> [Available data]:

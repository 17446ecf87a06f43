//! StaticTable Component
//!
//! Read-only table over caller rows. The row and header builders here are
//! shared by the sortable and selectable tables.

use std::sync::Arc;

use gpui::{
    AnyElement, App, Div, FontWeight, InteractiveElement, IntoElement, ParentElement, RenderOnce,
    SharedString, Styled, Window, div, px,
};

use super::column::Column;
use crate::constants::{TABLE_HEADER_HEIGHT, TABLE_ROW_HEIGHT};
use crate::domain::row::Row;
use crate::theme::colors::DeskColors;

/// Bordered container holding header and body
pub(crate) fn table_frame() -> Div {
    div()
        .w_full()
        .flex()
        .flex_col()
        .bg(DeskColors::content_bg())
        .border_1()
        .border_color(DeskColors::border())
        .rounded_lg()
        .overflow_hidden()
}

/// Header row container
pub(crate) fn header_row() -> Div {
    div()
        .h(px(TABLE_HEADER_HEIGHT))
        .w_full()
        .flex()
        .items_center()
        .bg(DeskColors::table_header_bg())
        .border_b_1()
        .border_color(DeskColors::border())
}

/// Plain header label cell
pub(crate) fn header_cell(column: &Column) -> Div {
    column
        .width
        .apply(div())
        .px_3()
        .text_sm()
        .font_weight(FontWeight::MEDIUM)
        .text_color(DeskColors::text_secondary())
        .child(column.label.clone())
}

/// Body row container with zebra striping
pub(crate) fn body_row(index: usize) -> Div {
    let bg = if index % 2 == 0 {
        DeskColors::content_bg()
    } else {
        DeskColors::table_row_alt()
    };

    div()
        .min_h(px(TABLE_ROW_HEIGHT))
        .w_full()
        .flex()
        .items_center()
        .bg(bg)
        .hover(|s| s.bg(DeskColors::table_row_hover()))
        .border_b_1()
        .border_color(DeskColors::border())
}

/// Body cell showing the column's rendering of a row
pub(crate) fn body_cell(column: &Column, row: &Row) -> Div {
    column
        .width
        .apply(div())
        .px_3()
        .py_2()
        .text_sm()
        .text_color(DeskColors::text_primary())
        .overflow_hidden()
        .child(column.render_cell(row))
}

/// Centered message for a table without rows
pub(crate) fn empty_state(message: SharedString) -> Div {
    div()
        .h(px(TABLE_ROW_HEIGHT * 2.0))
        .w_full()
        .flex()
        .items_center()
        .justify_center()
        .text_sm()
        .text_color(DeskColors::text_muted())
        .child(message)
}

/// Render rows through their columns, in the given order
pub(crate) fn body_rows<'a>(
    columns: &'a [Column],
    rows: impl IntoIterator<Item = &'a Row> + 'a,
) -> impl Iterator<Item = AnyElement> + 'a {
    rows.into_iter().enumerate().map(move |(index, row)| {
        body_row(index)
            .children(columns.iter().map(|column| body_cell(column, row)))
            .into_any_element()
    })
}

/// Read-only table
#[derive(IntoElement)]
pub struct StaticTable {
    columns: Arc<[Column]>,
    rows: Vec<Row>,
    empty_message: SharedString,
}

impl StaticTable {
    pub fn new(columns: impl Into<Arc<[Column]>>, rows: Vec<Row>) -> Self {
        Self {
            columns: columns.into(),
            rows,
            empty_message: "No data".into(),
        }
    }

    /// Set the message shown when there are no rows
    pub fn empty_message(mut self, message: impl Into<SharedString>) -> Self {
        self.empty_message = message.into();
        self
    }
}

impl RenderOnce for StaticTable {
    fn render(self, _window: &mut Window, _cx: &mut App) -> impl IntoElement {
        let header = header_row().children(self.columns.iter().map(header_cell));

        let frame = table_frame().child(header);
        if self.rows.is_empty() {
            return frame.child(empty_state(self.empty_message));
        }

        frame.children(body_rows(&self.columns, &self.rows).collect::<Vec<_>>())
    }
}
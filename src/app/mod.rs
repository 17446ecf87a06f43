//! Application Layer
//!
//! Contains app initialization, window management, global entities, and workspace.

pub mod application;
pub mod entities;
pub mod workspace;
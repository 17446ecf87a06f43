//! I18nState - Internationalization State

use tracing::info;

use crate::i18n::Locale;

/// State for internationalization
#[derive(Debug, Clone, Default)]
pub struct I18nState {
    /// Current locale
    pub locale: Locale,
}

impl I18nState {
    pub fn new(locale: Locale) -> Self {
        Self { locale }
    }

    /// Set the locale
    pub fn set_locale(&mut self, locale: Locale) {
        if self.locale != locale {
            info!(locale = locale.display_name(), "Locale changed");
        }
        self.locale = locale;
    }

    /// Toggle between English and Spanish
    pub fn toggle_locale(&mut self) {
        self.set_locale(self.locale.toggled());
    }
}

#[cfg(test)]
mod tests {
    use super::*;

    #[test]
    fn test_toggle_locale() {
        let mut state = I18nState::default();
        assert_eq!(state.locale, Locale::EnUS);
        state.toggle_locale();
        assert_eq!(state.locale, Locale::EsES);
        state.toggle_locale();
        assert_eq!(state.locale, Locale::EnUS);
    }
}
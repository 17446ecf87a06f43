//! Data Table Components
//!
//! Static, sortable, selectable and editable tables sharing one column model.

pub mod column;
pub mod editable_table;
pub mod selectable_table;
pub mod sortable_table;
pub mod static_table;

pub use column::{Column, ColumnWidth};
pub use editable_table::{CellView, EditGrid, EditableTable};
pub use selectable_table::{SelectableTable, SelectionLabels};
pub use sortable_table::{SortLabels, SortableTable};
pub use static_table::StaticTable;
//! Components - Reusable UI Components
//!
//! Pure UI components that don't depend on services or do I/O.

pub mod composite;
pub mod layout;
pub mod primitives;
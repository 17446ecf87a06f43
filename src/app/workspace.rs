//! Workspace - Main Shell with Layout
//!
//! The workspace holds the header, the deals page, and the notice panel.

use gpui::{AppContext, Context, Entity, IntoElement, ParentElement, Render, Styled, Window, div};

use crate::app::entities::AppEntities;
use crate::components::layout::header::Header;
use crate::components::layout::notice_panel::NoticePanel;
use crate::features::deals::page::DealsPage;
use crate::theme::colors::DeskColors;

/// Main workspace containing the application layout
pub struct Workspace {
    header: Entity<Header>,
    page: Entity<DealsPage>,
    notice_panel: Entity<NoticePanel>,
}

impl Workspace {
    pub fn new(entities: AppEntities, cx: &mut Context<Self>) -> Self {
        Self {
            header: cx.new(|cx| Header::new(entities.clone(), cx)),
            page: cx.new(|cx| DealsPage::new(entities.clone(), cx)),
            notice_panel: cx.new(|cx| NoticePanel::new(entities, cx)),
        }
    }
}

impl Render for Workspace {
    fn render(&mut self, _window: &mut Window, _cx: &mut Context<Self>) -> impl IntoElement {
        div()
            .size_full()
            .flex()
            .flex_col()
            .bg(DeskColors::background())
            .child(self.header.clone())
            .child(
                div()
                    .flex_1()
                    .flex()
                    .flex_col()
                    .overflow_hidden()
                    .child(self.page.clone()),
            )
            .child(self.notice_panel.clone())
    }
}
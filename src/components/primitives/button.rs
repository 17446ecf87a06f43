//! Button Component

use gpui::{
    App, ClickEvent, ElementId, InteractiveElement, IntoElement, ParentElement, RenderOnce,
    SharedString, StatefulInteractiveElement, Styled, Window, div, px,
};

use crate::theme::colors::DeskColors;

/// Button variant
#[derive(Debug, Clone, Copy, Default, PartialEq, Eq)]
pub enum ButtonVariant {
    /// Filled blue
    #[default]
    Primary,
    /// Bordered, transparent fill
    Outline,
    /// Transparent, red text (row delete)
    Danger,
}

/// Button size
#[derive(Debug, Clone, Copy, Default, PartialEq, Eq)]
pub enum ButtonSize {
    Small,
    #[default]
    Medium,
}

/// A styled button component
#[derive(IntoElement)]
pub struct Button {
    id: ElementId,
    label: SharedString,
    variant: ButtonVariant,
    size: ButtonSize,
    on_click: Option<Box<dyn Fn(&ClickEvent, &mut Window, &mut App) + 'static>>,
}

impl Button {
    /// Create a new button
    pub fn new(id: impl Into<ElementId>, label: impl Into<SharedString>) -> Self {
        Self {
            id: id.into(),
            label: label.into(),
            variant: ButtonVariant::Primary,
            size: ButtonSize::Medium,
            on_click: None,
        }
    }

    pub fn variant(mut self, variant: ButtonVariant) -> Self {
        self.variant = variant;
        self
    }

    pub fn size(mut self, size: ButtonSize) -> Self {
        self.size = size;
        self
    }

    /// Set the click handler
    pub fn on_click(mut self, handler: impl Fn(&ClickEvent, &mut Window, &mut App) + 'static) -> Self {
        self.on_click = Some(Box::new(handler));
        self
    }

    /// Create an outline button
    pub fn outline(id: impl Into<ElementId>, label: impl Into<SharedString>) -> Self {
        Self::new(id, label).variant(ButtonVariant::Outline)
    }

    /// Create a danger button
    pub fn danger(id: impl Into<ElementId>, label: impl Into<SharedString>) -> Self {
        Self::new(id, label).variant(ButtonVariant::Danger)
    }
}

impl RenderOnce for Button {
    fn render(self, _window: &mut Window, _cx: &mut App) -> impl IntoElement {
        let transparent = gpui::rgba(0x00000000);
        let (bg_color, text_color, hover_bg) = match self.variant {
            ButtonVariant::Primary => (
                DeskColors::button_primary_bg(),
                DeskColors::text_light(),
                DeskColors::button_primary_hover(),
            ),
            ButtonVariant::Outline => (
                transparent,
                DeskColors::text_primary(),
                DeskColors::button_outline_hover(),
            ),
            ButtonVariant::Danger => (
                transparent,
                DeskColors::danger(),
                DeskColors::danger_soft(),
            ),
        };

        let (padding_x, padding_y, font_size) = match self.size {
            ButtonSize::Small => (px(10.0), px(4.0), px(12.0)),
            ButtonSize::Medium => (px(16.0), px(8.0), px(14.0)),
        };

        let mut element = div()
            .id(self.id)
            .px(padding_x)
            .py(padding_y)
            .bg(bg_color)
            .text_color(text_color)
            .text_size(font_size)
            .rounded_md()
            .cursor_pointer()
            .child(self.label);

        if self.variant == ButtonVariant::Outline {
            element = element.border_1().border_color(DeskColors::border());
        }

        element = element.hover(|s| s.bg(hover_bg));
        if let Some(handler) = self.on_click {
            element = element.on_click(handler);
        }

        element
    }
}
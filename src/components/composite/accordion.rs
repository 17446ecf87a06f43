//! FormAccordion Component
//!
//! Collapsible sections for grouping form content. Which sections are open
//! is kept in an `AccordionState` owned by the parent view; clicks on a
//! trigger are reported through `on_toggle`.

use std::rc::Rc;

use gpui::{
    AnyElement, App, ClickEvent, FontWeight, InteractiveElement, IntoElement, ParentElement,
    RenderOnce, SharedString, StatefulInteractiveElement, Styled, Window, div, px,
};

use crate::state::accordion_state::AccordionState;
use crate::theme::colors::DeskColors;

type ToggleHandler = Rc<dyn Fn(&str, &mut Window, &mut App)>;

/// One accordion section
pub struct AccordionSection {
    id: SharedString,
    title: SharedString,
    content: AnyElement,
}

impl AccordionSection {
    pub fn new(id: impl Into<SharedString>, title: impl Into<SharedString>, content: impl IntoElement) -> Self {
        Self {
            id: id.into(),
            title: title.into(),
            content: content.into_any_element(),
        }
    }
}

/// Accordion of form sections
#[derive(IntoElement)]
pub struct FormAccordion {
    id: SharedString,
    sections: Vec<AccordionSection>,
    open: Vec<String>,
    on_toggle: Option<ToggleHandler>,
}

impl FormAccordion {
    pub fn new(id: impl Into<SharedString>, state: &AccordionState) -> Self {
        Self {
            id: id.into(),
            sections: Vec::new(),
            open: state.open_ids(),
            on_toggle: None,
        }
    }

    pub fn section(mut self, section: AccordionSection) -> Self {
        self.sections.push(section);
        self
    }

    /// Receive the id of a clicked section trigger
    pub fn on_toggle(mut self, handler: impl Fn(&str, &mut Window, &mut App) + 'static) -> Self {
        self.on_toggle = Some(Rc::new(handler));
        self
    }

    fn render_trigger(&self, section_id: &SharedString, title: SharedString, open: bool) -> impl IntoElement {
        let on_toggle = self.on_toggle.clone();
        let target = section_id.clone();

        div()
            .id(SharedString::from(format!("{}-trigger-{}", self.id, section_id)))
            .w_full()
            .px_4()
            .py_3()
            .flex()
            .items_center()
            .justify_between()
            .cursor_pointer()
            .hover(|s| s.bg(DeskColors::table_row_hover()))
            .on_click(move |_event: &ClickEvent, window, cx| {
                if let Some(handler) = &on_toggle {
                    handler(&target, window, cx);
                }
            })
            .child(
                div()
                    .text_base()
                    .font_weight(FontWeight::SEMIBOLD)
                    .text_color(DeskColors::text_primary())
                    .child(title),
            )
            .child(
                div()
                    .text_size(px(12.0))
                    .text_color(DeskColors::text_muted())
                    .child(if open { "▾" } else { "▸" }),
            )
    }
}

impl RenderOnce for FormAccordion {
    fn render(mut self, _window: &mut Window, _cx: &mut App) -> impl IntoElement {
        let sections = std::mem::take(&mut self.sections);
        let mut container = div().w_full().flex().flex_col().gap_3();

        for section in sections {
            let open = self.open.iter().any(|id| id.as_str() == section.id.as_str());
            let mut item = div()
                .w_full()
                .flex()
                .flex_col()
                .bg(DeskColors::content_bg())
                .border_1()
                .border_color(DeskColors::border())
                .rounded_lg()
                .overflow_hidden()
                .child(self.render_trigger(&section.id, section.title, open));

            if open {
                item = item.child(
                    div()
                        .w_full()
                        .px_4()
                        .pb_4()
                        .pt_1()
                        .border_t_1()
                        .border_color(DeskColors::border())
                        .child(section.content),
                );
            }
            container = container.child(item);
        }

        container
    }
}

> [Your assignment]: Beginning with the line containing "pub mod column;" in the material above, copy every line exactly until you have copied the line containing "the notice panel.".

> [Completed exercise]:
pub mod column;
pub mod editable_table;
pub mod selectable_table;
pub mod sortable_table;
pub mod static_table;

pub use column::{Column, ColumnWidth};
pub use editable_table::{CellView, EditGrid, EditableTable};
pub use selectable_table::{SelectableTable, SelectionLabels};
pub use sortable_table::{SortLabels, SortableTable};
pub use static_table::StaticTable;
//! Components - Reusable UI Components
//!
//! Pure UI components that don't depend on services or do I/O.

pub mod composite;
pub mod layout;
pub mod primitives;
repository 17446ecf87a06f43
filename src/app/workspace.rs
//! Workspace - Main Shell with Layout
//!
//! The workspace holds the header, the deals page, and the notice panel.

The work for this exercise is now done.